Johann Sebastian Bach’s musical education began when he learnt the violin under his father’s tuition. And although in years to come the young Bach was to spend all of his time studying the organ, composition and choral singing, he had learned the violin so well that at the age of eighteen he had taken the post of violinist in the cappella of the Duke of Sachsen-Weimar. The instrument’s expressive, acoustic and technical possibilities are used so fully and brilliantly in the composer’s works that it can only be explained by his professional proficiency on the instrument.
The majority of Bach’s works for violin were written in his Köthen (1717–1723). The Sonatas and Partitas for Solo Violin, completed in 1720, stand apart in the history of music. It is impossible to compare them with anything else. Not because “at times the relatively natural possibilities of the instrument are ignored in them, but because they frequently demand that the violinist be able to resolve extremely complex technical problems” (Leopold Auer); and not because the form of the violin solo sonatas and suites (partite in Italian) allows the instrument to display in full all of its expressive qualities... This music has such philosophical depths, such profound wisdom and even theology that the problem of interpreting it has engaged the minds of performers and music historians for over one hundred years now.

Svetlana Nikitina


Komitas was a legend of Armenian music and the founding father of the Armenian school of composition, a folklore specialist, a singer and a music historian. He collected and recorded thousands of folk songs and researched both church and folk music.
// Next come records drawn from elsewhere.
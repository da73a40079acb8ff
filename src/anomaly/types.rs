use std::fmt;

use chrono::{DateTime, NaiveDate, NaiveDateTime};
use serde::Serialize;
use serde_json::Value as JsonValue;

use crate::db::Row;

/// The two ledgers the scanner inspects.
#[derive(Debug, Clone, Copy, PartialEq, Eq)]
pub enum Series {
    Revenue,
    Expenses,
}

impl Series {
    pub fn as_str(&self) -> &'static str {
        match self {
            Self::Revenue => "revenue",
            Self::Expenses => "expenses",
        }
    }

    /// Which side of the median counts as suspicious.
    pub fn penalized_side(&self) -> Side {
        match self {
            Self::Revenue => Side::BelowMedian,
            Self::Expenses => Side::AboveMedian,
        }
    }
}

impl fmt::Display for Series {
    fn fmt(&self, f: &mut fmt::Formatter<'_>) -> fmt::Result {
        f.write_str(self.as_str())
    }
}

#[derive(Debug, Clone, Copy, PartialEq, Eq)]
pub enum Side {
    BelowMedian,
    AboveMedian,
}

#[derive(Debug, Clone, Copy, PartialEq, Eq)]
pub enum AnomalyLabel {
    Normal,
    Outlier,
}

/// Ledger row identifier as stored upstream.
#[derive(Debug, Clone, PartialEq, Eq, Serialize)]
#[serde(untagged)]
pub enum RecordId {
    Int(i64),
    Text(String),
}

/// One row of the revenue or expenses ledger.
#[derive(Debug, Clone, PartialEq)]
pub struct TimeSeriesRecord {
    pub id: RecordId,
    pub date: NaiveDateTime,
    pub amount: f64,
}

impl TimeSeriesRecord {
    /// Decode a ledger row. The error names the offending column.
    pub fn from_row(row: &Row) -> Result<Self, String> {
        let id = match row.get("id") {
            Some(JsonValue::Number(n)) => n
                .as_i64()
                .map(RecordId::Int)
                .ok_or_else(|| format!("id {} is not an integer", n))?,
            Some(JsonValue::String(s)) => RecordId::Text(s.clone()),
            Some(other) => return Err(format!("id has unsupported value {}", other)),
            None => return Err("missing column 'id'".to_string()),
        };

        let date = match row.get("date") {
            Some(JsonValue::String(s)) => {
                parse_date(s).ok_or_else(|| format!("unparseable date '{}'", s))?
            }
            Some(other) => return Err(format!("date has unsupported value {}", other)),
            None => return Err("missing column 'date'".to_string()),
        };

        let amount = match row.get("amount") {
            Some(JsonValue::Number(n)) => n.as_f64(),
            Some(JsonValue::String(s)) => s.trim().parse::<f64>().ok(),
            Some(_) => None,
            None => return Err("missing column 'amount'".to_string()),
        }
        .filter(|a| a.is_finite())
        .ok_or_else(|| format!("non-numeric amount {}", row["amount"]))?;

        Ok(Self { id, date, amount })
    }
}

/// Accepts plain dates, naive timestamps, and RFC 3339 (converted to UTC).
pub fn parse_date(raw: &str) -> Option<NaiveDateTime> {
    let raw = raw.trim();
    if let Ok(d) = NaiveDate::parse_from_str(raw, "%Y-%m-%d") {
        return d.and_hms_opt(0, 0, 0);
    }
    for fmt in ["%Y-%m-%dT%H:%M:%S%.f", "%Y-%m-%d %H:%M:%S%.f"] {
        if let Ok(dt) = NaiveDateTime::parse_from_str(raw, fmt) {
            return Some(dt);
        }
    }
    if let Ok(dt) = DateTime::parse_from_rfc3339(raw) {
        return Some(dt.naive_utc());
    }
    // Postgres renders timestamptz as "2024-01-01 00:00:00+00"
    DateTime::parse_from_str(raw, "%Y-%m-%d %H:%M:%S%.f%#z")
        .ok()
        .map(|dt| dt.naive_utc())
}

/// A flagged ledger row as reported to callers.
#[derive(Debug, Clone, PartialEq, Serialize)]
pub struct AnomalyEntry {
    pub id: RecordId,
    pub date: NaiveDateTime,
    pub amount: f64,
}

impl From<&TimeSeriesRecord> for AnomalyEntry {
    fn from(record: &TimeSeriesRecord) -> Self {
        Self {
            id: record.id.clone(),
            date: record.date,
            amount: record.amount,
        }
    }
}

#[derive(Debug, Clone, Default, PartialEq, Serialize)]
pub struct AnomalyReport {
    pub revenue_anomalies: Vec<AnomalyEntry>,
    #[serde(rename = "expenses_anomalies")]
    pub expense_anomalies: Vec<AnomalyEntry>,
}

#[derive(Debug, thiserror::Error)]
pub enum ScanError {
    #[error("{series} data unavailable: {reason}")]
    DataUnavailable { series: Series, reason: String },
    #[error("malformed {series} row {row}: {reason}")]
    MalformedInput {
        series: Series,
        row: usize,
        reason: String,
    },
    #[error("cannot fit {series} model: {reason}")]
    ComputationError { series: Series, reason: String },
}

impl ScanError {
    pub fn kind(&self) -> &'static str {
        match self {
            Self::DataUnavailable { .. } => "data_unavailable",
            Self::MalformedInput { .. } => "malformed_input",
            Self::ComputationError { .. } => "computation_error",
        }
    }
}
Komitas’ real name was Soghomon Soghomonyan. He studied at a seminary and, having become a priest, took the Armenian Catholic name of Komitas, an outstanding 7th century poet.
Many of Komitas’ songs were transposed for string quartet by the founder and cellist of the Komitas Quartet, Sergei Aslamazian. Aslamazian was not just a performing musician but a gifted composer too and he created a plethora of beautiful images of Armenian quartet music. Komitas’ music always delighted Aslamazian and he approached arrangements of his songs with a profound sense of responsibility. Fully aware of the secrets and subtleties of quartet music, Aslamazian used the maximum performing capacity of the quartet, striving towards absolute harmony and clarity of sound. Aslamazian’s arrangements are executed with magnificent artistic taste and with a perfect knowledge of the technical abilities of the quartet. Aslamazian has an individual approach to each instrument, thanks to which the sound of the quartet as a whole emerges as something extremely colourful. At times, it seems as if it is not the violin, viola or cello being played in his arrangements, but rather Armenian folk instruments.